Julien Chouinard, (February 4, 1929 - February 6, 1987) was a Canadian lawyer and civil servant who served as a puisne justice of the Supreme Court of Canada from 1979 to 1987. He was the sole Clark appointee to serve as a justice of the Supreme Court.

== Biography ==
Born in Quebec City, the son of Joseph Julien Chouinard and Berthe Cloutier, he received a BA in 1948 and a LL.L. in 1951 from Université Laval. As a Rhodes Scholar, he received a BA in 1953 from Oxford University. In 1953, he was called to the Quebec Bar and started to practise law.
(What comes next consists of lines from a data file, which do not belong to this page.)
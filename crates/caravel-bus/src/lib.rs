//! Typed publish/subscribe notification bus.
//!
//! A thin fan-out layer over `tokio::sync::broadcast`: any number of
//! subscribers observe every published event, and a one-shot subscription
//! resolves on the first event matching a predicate. Publishing never
//! blocks and never fails; events published while no subscriber is
//! listening are dropped. Dropping a [`Subscriber`] unsubscribes it.

use std::future::Future;

use tokio::sync::broadcast;

/// Default buffer depth for a bus. Slow subscribers that fall further
/// behind than this skip ahead and miss the overwritten events.
pub const DEFAULT_CAPACITY: usize = 64;

/// A typed event bus with broadcast fan-out.
#[derive(Debug)]
pub struct Bus<T> {
    tx: broadcast::Sender<T>,
}

impl<T: Clone + Send + 'static> Bus<T> {
    /// Create a bus with the default buffer capacity.
    pub fn new() -> Self {
        Self::with_capacity(DEFAULT_CAPACITY)
    }

    /// Create a bus with an explicit buffer capacity.
    pub fn with_capacity(capacity: usize) -> Self {
        let (tx, _) = broadcast::channel(capacity);
        Self { tx }
    }

    /// Publish an event to every current subscriber.
    ///
    /// Returns the number of subscribers that received it.
    pub fn publish(&self, event: T) -> usize {
        self.tx.send(event).unwrap_or(0)
    }

    /// Register a new subscriber observing all events from this point on.
    pub fn subscribe(&self) -> Subscriber<T> {
        Subscriber {
            rx: self.tx.subscribe(),
        }
    }

    /// Number of live subscribers.
    pub fn subscriber_count(&self) -> usize {
        self.tx.receiver_count()
    }

    /// One-shot subscription: resolve with the first event matching the
    /// predicate, then drop the subscription.
    ///
    /// The subscription is registered before this returns its future, so
    /// events published after the call but before the await are not missed.
    pub fn once<F>(&self, predicate: F) -> impl Future<Output = Option<T>>
    where
        F: Fn(&T) -> bool,
    {
        let mut subscriber = self.subscribe();
        async move { subscriber.recv_matching(predicate).await }
    }
}

impl<T: Clone + Send + 'static> Default for Bus<T> {
    fn default() -> Self {
        Self::new()
    }
}

/// Receiving side of a [`Bus`] subscription.
#[derive(Debug)]
pub struct Subscriber<T> {
    rx: broadcast::Receiver<T>,
}

impl<T: Clone + Send + 'static> Subscriber<T> {
    /// Receive the next event, or `None` once the bus is dropped.
    ///
    /// A subscriber that lagged behind the bus buffer skips the missed
    /// events and keeps receiving from the oldest retained one.
    pub async fn recv(&mut self) -> Option<T> {
        loop {
            match self.rx.recv().await {
                Ok(event) => return Some(event),
                Err(broadcast::error::RecvError::Lagged(missed)) => {
                    tracing::warn!(missed, "bus subscriber lagged, skipping events");
                }
                Err(broadcast::error::RecvError::Closed) => return None,
            }
        }
    }

    /// Receive events until one matches the predicate.
    pub async fn recv_matching<F>(&mut self, predicate: F) -> Option<T>
    where
        F: Fn(&T) -> bool,
    {
        while let Some(event) = self.recv().await {
            if predicate(&event) {
                return Some(event);
            }
        }
        None
    }
}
He also taught law at Université Laval.
Auxiliary professor at Laval University from 1959 and, mid-time professor from 1964.
Member of the lawyer cabinet Gagné, Prévost, Flynn.
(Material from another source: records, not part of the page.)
//! Debounced auto-clear for the footer.

use std::sync::{Arc, Mutex, PoisonError};
use std::time::Duration;

use tokio::task::JoinHandle;

use caravel_core::Footer;

use crate::state::{Notice, StateHandle};

/// Clears the footer a fixed delay after the latest message.
///
/// Re-arming aborts the previous timer, so a burst of messages produces
/// exactly one clear, scheduled from the last of them.
#[derive(Debug)]
pub(crate) struct FooterTimer {
    pending: Mutex<Option<JoinHandle<()>>>,
    delay: Duration,
}

impl FooterTimer {
    pub(crate) fn new(delay: Duration) -> Self {
        Self {
            pending: Mutex::new(None),
            delay,
        }
    }

    /// Restart the countdown to a footer clear.
    pub(crate) fn rearm(&self, state: Arc<StateHandle>) {
        let mut pending = self
            .pending
            .lock()
            .unwrap_or_else(PoisonError::into_inner);

        if let Some(previous) = pending.take() {
            previous.abort();
        }

        let delay = self.delay;
        *pending = Some(tokio::spawn(async move {
            tokio::time::sleep(delay).await;
            state.update(|s| s.footer = Footer::none());
            state.publish(Notice::FooterChanged(Footer::none()));
        }));
    }
}

impl Drop for FooterTimer {
    fn drop(&mut self) {
        if let Some(pending) = self
            .pending
            .lock()
            .unwrap_or_else(PoisonError::into_inner)
            .take()
        {
            pending.abort();
        }
    }
}
//! The shared view state and its observation surface.

use std::collections::BTreeSet;
use std::sync::{Mutex, MutexGuard, PoisonError};

use caravel_bus::{Bus, Subscriber};
use caravel_core::{ExplorerItem, Footer, SortMode};

use crate::history::History;

/// What rendering code reads: the one mutable view of the world.
///
/// Created once at startup, lives for the process duration. Mutated only
/// through the [`Orchestrator`](crate::Orchestrator); rendering observes it
/// via [`StateHandle::subscribe`] and reads snapshots.
#[derive(Debug, Clone, Default)]
pub struct ViewState {
    /// Absolute path of the directory currently shown.
    pub current_directory: String,
    /// `current_directory` split into breadcrumb segments; derived.
    pub directory_segments: Vec<String>,
    /// Visited paths with cursor.
    pub history: History,
    /// The displayed listing. Replaced wholesale at reload start, appended
    /// to as stream pages arrive, re-sorted after every mutation.
    pub items: Vec<ExplorerItem>,
    /// Active sort key.
    pub sort_mode: SortMode,
    /// Whether the sorted order is reversed.
    pub sort_reversed: bool,
    /// Paths of the selected items.
    pub selected: BTreeSet<String>,
    /// True while a listing or find stream is in flight.
    pub is_searching: bool,
    /// Transient status line.
    pub footer: Footer,
    /// Sidebar shortcuts (home directory and mounted disks).
    pub quick_access: Vec<ExplorerItem>,
}

/// Change notification published after every state mutation.
#[derive(Debug, Clone, PartialEq)]
pub enum Notice {
    DirectoryChanged(String),
    ItemsChanged,
    SearchingChanged(bool),
    FooterChanged(Footer),
    HistoryChanged,
    SelectionCleared,
    QuickAccessChanged,
}

/// Shared handle to the view state plus its notification bus.
///
/// Critical sections are short and never cross an await point; the
/// orchestrator's check-then-act sequences (supersession checks against
/// merges) run entirely inside one [`update`](Self::update) call, which is
/// what makes them atomic with respect to competing triggers.
#[derive(Debug, Default)]
pub struct StateHandle {
    inner: Mutex<ViewState>,
    bus: Bus<Notice>,
}

impl StateHandle {
    /// Create a handle around an empty default state.
    pub fn new() -> Self {
        Self::default()
    }

    /// Create a handle around a prepared state.
    pub fn with_state(state: ViewState) -> Self {
        Self {
            inner: Mutex::new(state),
            bus: Bus::new(),
        }
    }

    /// Clone the current state.
    pub fn snapshot(&self) -> ViewState {
        self.lock().clone()
    }

    /// Read a value out of the state.
    pub fn read<R>(&self, f: impl FnOnce(&ViewState) -> R) -> R {
        f(&self.lock())
    }

    /// Mutate the state. Crate-private: all writes go through the
    /// orchestrator.
    pub(crate) fn update<R>(&self, f: impl FnOnce(&mut ViewState) -> R) -> R {
        f(&mut self.lock())
    }

    /// Publish a change notification to every subscriber.
    pub(crate) fn publish(&self, notice: Notice) {
        self.bus.publish(notice);
    }

    /// Observe state changes.
    pub fn subscribe(&self) -> Subscriber<Notice> {
        self.bus.subscribe()
    }

    fn lock(&self) -> MutexGuard<'_, ViewState> {
        self.inner.lock().unwrap_or_else(PoisonError::into_inner)
    }
}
In 1965, he joined the Quebec civil service as deputy minister of Justice. In 1968, he was appointed Secretary General of the Executive Council of Quebec. He ran unsuccessfully as the Progressive Conservative candidate for the House of Commons of Canada for the Quebec riding of Matane in the 1968 federal election. In recognition of his contribution to public service, he was made an Officer of the Order of Canada in 1974. In 1974, he was appointed to the Court of Appeal of Quebec. In 1979, Prime Minister Joe Clark appointed him to the Supreme Court, and he served until his death from brain cancer in 1987. He is buried in the Cimetière Notre-Dame-de-Belmont.